╭─ Exercise data
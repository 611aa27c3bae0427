//! Pure resolution of a candidate word against a grid's runs.
//!
//! Nothing here mutates a session: `resolve` only decides what a finished
//! gesture means, and `MatchEngine` applies that decision.

use alloc::string::String;
use alloc::vec::Vec;

use crate::config::{MatchPolicy, MIN_WORD_LEN};
use crate::grid::Run;

/// What a candidate word resolves to.
#[derive(Debug, Clone, Copy, PartialEq, Eq)]
pub enum Resolution {
    /// The word spells run `run`. `fresh` is false when every run spelling
    /// the word has already been traced.
    Run { run: usize, fresh: bool },
    /// The word is an outstanding target but no run spells it.
    Target,
    /// Nothing to do.
    Miss,
}

/// Resolve `candidate` (already lowercased) against `runs`.
///
/// Runs are scanned in the order given (rows, then columns); the first run
/// not yet in `claimed` wins. `claimed[i]` marks run `i` as traced. Whether
/// the word also leaves `remaining` is up to the caller.
pub fn resolve(
    runs: &[Run],
    claimed: &[bool],
    remaining: &[String],
    candidate: &str,
    policy: MatchPolicy,
) -> Resolution {
    if candidate.chars().count() < MIN_WORD_LEN {
        return Resolution::Miss;
    }

    let mut first_seen = None;
    for (i, run) in runs.iter().enumerate() {
        if run.text != candidate {
            continue;
        }
        if !claimed.get(i).copied().unwrap_or(false) {
            return Resolution::Run { run: i, fresh: true };
        }
        first_seen.get_or_insert(i);
    }
    if let Some(run) = first_seen {
        return Resolution::Run { run, fresh: false };
    }

    if policy.acknowledge_unplaced_targets && remaining.iter().any(|w| w == candidate) {
        Resolution::Target
    } else {
        Resolution::Miss
    }
}

/// Remove one occurrence of `word` from `remaining`. Returns whether it was there.
pub fn take_word(remaining: &mut Vec<String>, word: &str) -> bool {
    match remaining.iter().position(|w| w == word) {
        Some(pos) => {
            remaining.remove(pos);
            true
        }
        None => false,
    }
}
╰─
* **Brief**:
Determine how many lines above have the string "grid" and output nothing besides the count.

* **Answer to the problem**:
2